Another possible hint as to what was in the works could be the promotion a while back of Battlefield 4 beta access for those who pre-ordered Medal of Honor Warfighter. While this is not an uncommon practice many (including us) questioned why EA decided to promote the beta that is over a year out with a game that still had months to go and a lot to prove to gamers to overcome the 2010 title falloff. Speculation at the time here at Off Duty Gamers was that the EA accounting group might be worried that Medal of Honor Warfighter wouldn’t perform and was betting on a link up with it’s more successful shooter cousin Battlefield to bolster pre-orders and ultimately lift sales. I think there’s a very real possibility that the history of the Medal of Honor franchise which has always been to serve as a true history lesson for gamers just isn’t bringing in the money and they may have lost patience with it.
If I’m picking apart the motives for this sudden change in thinking then it’s only fair to point the magnifying glass at everything. While re-reading the most recent press releaseon the Zero Dark Thirty Map Pack I looked at the footnotes that we so often overlook. Specifically the proud “EA to Donate $1 Million Minimum to Charities Benefiting the Nation’s Armed Services and Their Families” and noticed the fine print of “For each Medal of Honor Warfighter Zero Dark Thirty Map Pack sold, EA will donate $1, with donations split among participating nonprofits.”
Now, the last title came in around the 5 million units sold mark and while it would seem to be reasonable to assume that a repeat would net them the 1 million DLC’s sold needed to fufill this promise it begs the question. Will Electronic Arts donate 1 million dollars to the Project Honor charity if they do not sell a million units?
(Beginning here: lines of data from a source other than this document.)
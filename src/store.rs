//! In-memory stores backing the mock dashboard.
//!
//! Plain keyed collections over mock data. The only invariant is id
//! uniqueness; everything else is display state the pages edit freely.

use serde::{Deserialize, Serialize};

use crate::prng::Prng;

#[derive(Debug, Clone, Copy, PartialEq, Eq, Serialize, Deserialize)]
#[serde(rename_all = "lowercase")]
pub enum Tier {
    Free,
    Pro,
    Premium,
}

impl Tier {
    pub fn label(self) -> &'static str {
        match self {
            Tier::Free => "Free",
            Tier::Pro => "Pro",
            Tier::Premium => "Premium",
        }
    }
}

#[derive(Debug, Clone, Copy, PartialEq, Eq, Serialize, Deserialize)]
#[serde(rename_all = "lowercase")]
pub enum ProjectStatus {
    Active,
    Inactive,
    Archived,
}

impl ProjectStatus {
    pub fn label(self) -> &'static str {
        match self {
            ProjectStatus::Active => "active",
            ProjectStatus::Inactive => "inactive",
            ProjectStatus::Archived => "archived",
        }
    }
}

#[derive(Debug, Clone, PartialEq, Eq, Serialize, Deserialize)]
pub struct Project {
    pub id: String,
    pub name: String,
    pub url: String,
    pub local_port: Option<String>,
    pub dev_name: String,
    pub api_key: String,
    pub tier: Tier,
    pub created_at: String,
    pub is_local: bool,
    pub status: ProjectStatus,
    pub last_active: String,
}

/// Caller-supplied fields for [`ProjectStore::add`]; id, API key and status
/// are filled in by the store.
#[derive(Debug, Clone)]
pub struct NewProject {
    pub name: String,
    pub url: String,
    pub local_port: Option<String>,
    pub dev_name: String,
    pub tier: Tier,
    pub is_local: bool,
}

pub struct ProjectStore {
    projects: Vec<Project>,
    selected: Option<String>,
    prng: Prng,
}

impl ProjectStore {
    pub fn new(seed: u64) -> Self {
        Self {
            projects: Vec::new(),
            selected: None,
            prng: Prng::new(seed),
        }
    }

    pub fn with_mock_data(seed: u64) -> Self {
        let mut store = Self::new(seed);
        store.projects = crate::mock::mock_projects();
        store
    }

    pub fn projects(&self) -> &[Project] {
        &self.projects
    }

    pub fn len(&self) -> usize {
        self.projects.len()
    }

    pub fn is_empty(&self) -> bool {
        self.projects.is_empty()
    }

    pub fn get(&self, id: &str) -> Option<&Project> {
        self.projects.iter().find(|p| p.id == id)
    }

    pub fn add(&mut self, new: NewProject) -> Project {
        let id = self.fresh_id();
        let api_key = self.fresh_api_key();
        let project = Project {
            id,
            name: new.name,
            url: new.url,
            local_port: new.local_port,
            dev_name: new.dev_name,
            api_key,
            tier: new.tier,
            created_at: "just now".to_string(),
            is_local: new.is_local,
            status: ProjectStatus::Active,
            last_active: "just now".to_string(),
        };
        self.projects.push(project.clone());
        project
    }

    /// Applies `edit` to the project with `id`. Returns false if no such
    /// project exists.
    pub fn update(&mut self, id: &str, edit: impl FnOnce(&mut Project)) -> bool {
        match self.projects.iter_mut().find(|p| p.id == id) {
            Some(project) => {
                edit(project);
                true
            }
            None => false,
        }
    }

    /// Removes the project; a matching selection is cleared with it.
    pub fn delete(&mut self, id: &str) -> bool {
        let before = self.projects.len();
        self.projects.retain(|p| p.id != id);
        if self.selected.as_deref() == Some(id) {
            self.selected = None;
        }
        self.projects.len() != before
    }

    pub fn regenerate_api_key(&mut self, id: &str) -> Option<String> {
        let api_key = self.fresh_api_key();
        let project = self.projects.iter_mut().find(|p| p.id == id)?;
        project.api_key = api_key.clone();
        Some(api_key)
    }

    pub fn select(&mut self, id: Option<&str>) {
        self.selected = id.map(str::to_string);
    }

    pub fn selected(&self) -> Option<&Project> {
        let id = self.selected.as_deref()?;
        self.get(id)
    }

    fn fresh_id(&mut self) -> String {
        loop {
            let id = self.prng.token(12);
            if self.get(&id).is_none() {
                return id;
            }
        }
    }

    fn fresh_api_key(&mut self) -> String {
        format!("ck_{}", self.prng.token(26))
    }
}

#[derive(Debug, Clone, Copy, PartialEq, Eq, Serialize, Deserialize)]
#[serde(rename_all = "lowercase")]
pub enum FeedbackKind {
    Bug,
    Design,
    Feature,
}

impl FeedbackKind {
    pub fn label(self) -> &'static str {
        match self {
            FeedbackKind::Bug => "bug",
            FeedbackKind::Design => "design",
            FeedbackKind::Feature => "feature",
        }
    }
}

#[derive(Debug, Clone, Copy, PartialEq, Eq, Serialize, Deserialize)]
pub enum FeedbackStatus {
    #[serde(rename = "new")]
    New,
    #[serde(rename = "in-progress")]
    InProgress,
    #[serde(rename = "resolved")]
    Resolved,
}

impl FeedbackStatus {
    pub const ALL: [FeedbackStatus; 3] = [
        FeedbackStatus::New,
        FeedbackStatus::InProgress,
        FeedbackStatus::Resolved,
    ];

    pub fn label(self) -> &'static str {
        match self {
            FeedbackStatus::New => "new",
            FeedbackStatus::InProgress => "in-progress",
            FeedbackStatus::Resolved => "resolved",
        }
    }
}

#[derive(Debug, Clone, Copy, PartialEq, Eq, Serialize, Deserialize)]
#[serde(rename_all = "lowercase")]
pub enum Priority {
    Low,
    Medium,
    High,
}

impl Priority {
    pub fn label(self) -> &'static str {
        match self {
            Priority::Low => "low",
            Priority::Medium => "medium",
            Priority::High => "high",
        }
    }
}

#[derive(Debug, Clone, PartialEq, Eq, Serialize, Deserialize)]
pub struct Feedback {
    pub id: String,
    pub project_id: String,
    pub kind: FeedbackKind,
    pub content: String,
    /// CSS selector of the element the widget was attached to.
    pub element: String,
    /// Page path the feedback was left on.
    pub path: String,
    pub reporter: String,
    pub timestamp: String,
    pub status: FeedbackStatus,
    pub priority: Priority,
    pub browser: String,
}

pub struct FeedbackStore {
    feedbacks: Vec<Feedback>,
}

impl FeedbackStore {
    pub fn new() -> Self {
        Self {
            feedbacks: Vec::new(),
        }
    }

    pub fn with_mock_data() -> Self {
        Self {
            feedbacks: crate::mock::mock_feedbacks(),
        }
    }

    pub fn all(&self) -> &[Feedback] {
        &self.feedbacks
    }

    pub fn get(&self, id: &str) -> Option<&Feedback> {
        self.feedbacks.iter().find(|f| f.id == id)
    }

    pub fn for_project(&self, project_id: &str) -> Vec<Feedback> {
        self.feedbacks
            .iter()
            .filter(|f| f.project_id == project_id)
            .cloned()
            .collect()
    }

    pub fn count_for(&self, project_id: &str) -> usize {
        self.feedbacks
            .iter()
            .filter(|f| f.project_id == project_id)
            .count()
    }

    pub fn count_with_status(&self, status: FeedbackStatus) -> usize {
        self.feedbacks.iter().filter(|f| f.status == status).count()
    }

    pub fn set_status(&mut self, id: &str, status: FeedbackStatus) -> bool {
        match self.feedbacks.iter_mut().find(|f| f.id == id) {
            Some(feedback) => {
                feedback.status = status;
                true
            }
            None => false,
        }
    }
}

impl Default for FeedbackStore {
    fn default() -> Self {
        Self::new()
    }
}

#[cfg(test)]
mod tests {
    use super::*;

    fn new_project(name: &str) -> NewProject {
        NewProject {
            name: name.to_string(),
            url: format!("https://{name}.example.com"),
            local_port: None,
            dev_name: "Alice".to_string(),
            tier: Tier::Pro,
            is_local: false,
        }
    }

    #[test]
    fn add_assigns_unique_ids_and_prefixed_keys() {
        let mut store = ProjectStore::new(1);
        let a = store.add(new_project("one"));
        let b = store.add(new_project("two"));

        assert_ne!(a.id, b.id);
        assert!(a.api_key.starts_with("ck_"));
        assert_eq!(a.status, ProjectStatus::Active);
        assert_eq!(store.len(), 2);
    }

    #[test]
    fn update_edits_in_place() {
        let mut store = ProjectStore::new(2);
        let p = store.add(new_project("site"));

        assert!(store.update(&p.id, |p| p.name = "renamed".to_string()));
        assert_eq!(store.get(&p.id).map(|p| p.name.as_str()), Some("renamed"));
        assert!(!store.update("missing", |_| {}));
    }

    #[test]
    fn delete_clears_matching_selection() {
        let mut store = ProjectStore::new(3);
        let p = store.add(new_project("doomed"));
        store.select(Some(&p.id));
        assert_eq!(store.selected().map(|p| p.id.clone()), Some(p.id.clone()));

        assert!(store.delete(&p.id));
        assert!(store.selected().is_none());
        assert!(!store.delete(&p.id));
    }

    #[test]
    fn regenerate_replaces_only_the_key() {
        let mut store = ProjectStore::new(4);
        let p = store.add(new_project("keys"));
        let old = p.api_key.clone();

        let fresh = store.regenerate_api_key(&p.id).expect("project exists");
        assert_ne!(fresh, old);
        assert!(fresh.starts_with("ck_"));
        assert_eq!(store.get(&p.id).map(|p| p.api_key.clone()), Some(fresh));
        assert!(store.regenerate_api_key("missing").is_none());
    }

    #[test]
    fn mock_data_seeds_the_stores() {
        let projects = ProjectStore::with_mock_data(5);
        let feedbacks = FeedbackStore::with_mock_data();

        assert!(!projects.is_empty());
        // Every mock feedback points at a mock project.
        for f in feedbacks.all() {
            assert!(
                projects.get(&f.project_id).is_some(),
                "feedback {} has dangling project id {}",
                f.id,
                f.project_id
            );
        }
    }

    #[test]
    fn feedback_filtering_and_status_updates() {
        let mut store = FeedbackStore::with_mock_data();
        let first = store.all().first().expect("mock data is non-empty").clone();

        let for_project = store.for_project(&first.project_id);
        assert!(for_project.iter().all(|f| f.project_id == first.project_id));
        assert_eq!(store.count_for(&first.project_id), for_project.len());

        assert!(store.set_status(&first.id, FeedbackStatus::Resolved));
        assert_eq!(
            store.get(&first.id).map(|f| f.status),
            Some(FeedbackStatus::Resolved)
        );
        assert!(!store.set_status("missing", FeedbackStatus::New));
    }
}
This remains to be seen and the press release seems to be hard to pin down on this.
The question is, will EA put 1 million dollars into the charities of those from whom EA makes so much more from their stories or will they only do it if those stories sell games?
[Update] After some discussion I will concede that the inclusion of “minimum” would seem to indicate that EA intends to write a check for $1 million to the charities even if nobody buys the DLC. I’m still a little skeptical as a jaded military veteran who has seen more than a fair share of promises to veteran organizations over the years.